**REQUIRED ACTION:** Repeat all the records, precisely as given.

##### EXERCISE INPUTS #####

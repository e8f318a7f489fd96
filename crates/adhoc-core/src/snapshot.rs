//! Read-only view of the topology for status reporting.

use adhoc_protocol::{GroupName, ProductCode};

#[derive(Debug, Clone, PartialEq, Eq, Default)]
pub struct TopologySnapshot {
    /// Every connected session, logged in or not.
    pub user_count: usize,
    pub games: Vec<GameSnapshot>,
}

#[derive(Debug, Clone, PartialEq, Eq)]
pub struct GameSnapshot {
    pub product: ProductCode,
    /// Directory title, or the product code when unknown.
    pub name: String,
    pub player_count: usize,
    pub groups: Vec<GroupSnapshot>,
}

#[derive(Debug, Clone, PartialEq, Eq)]
pub struct GroupSnapshot {
    pub name: GroupName,
    /// Member nicknames, newest first.
    pub members: Vec<String>,
}

impl GroupSnapshot {
    pub fn member_count(&self) -> usize {
        self.members.len()
    }
}

impl GameSnapshot {
    /// Players of this game not in any group.
    pub fn groupless(&self) -> usize {
        let grouped: usize = self.groups.iter().map(GroupSnapshot::member_count).sum();
        self.player_count.saturating_sub(grouped)
    }
}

#####

**RESPONSE BOX:**
repository e8f318a7f489fd96
filename crates/adhoc-core/src/snapshot.rs
//! Read-only view of the topology for status reporting.

use adhoc_protocol::{GroupName, ProductCode};

#[derive(Debug, Clone, PartialEq, Eq, Default)]
pub struct TopologySnapshot {
    /// Every connected session, logged in or not.
    pub user_count: usize,
    pub games: Vec<GameSnapshot>,
}

#[derive(Debug, Clone, PartialEq, Eq)]
pub struct GameSnapshot {
    pub product: ProductCode,
    /// Directory title, or the product code when unknown.
    pub name: String,
    pub player_count: usize,
    pub groups: Vec<GroupSnapshot>,
}

#[derive(Debug, Clone, PartialEq, Eq)]
pub struct GroupSnapshot {
    pub name: GroupName,
    /// Member nicknames, newest first.
    pub members: Vec<String>,
}

impl GroupSnapshot {
    pub fn member_count(&self) -> usize {
        self.members.len()
    }
}

impl GameSnapshot {
    /// Players of this game not in any group.
    pub fn groupless(&self) -> usize {
        let grouped: usize = self.groups.iter().map(GroupSnapshot::member_count).sum();
        self.player_count.saturating_sub(grouped)
    }
}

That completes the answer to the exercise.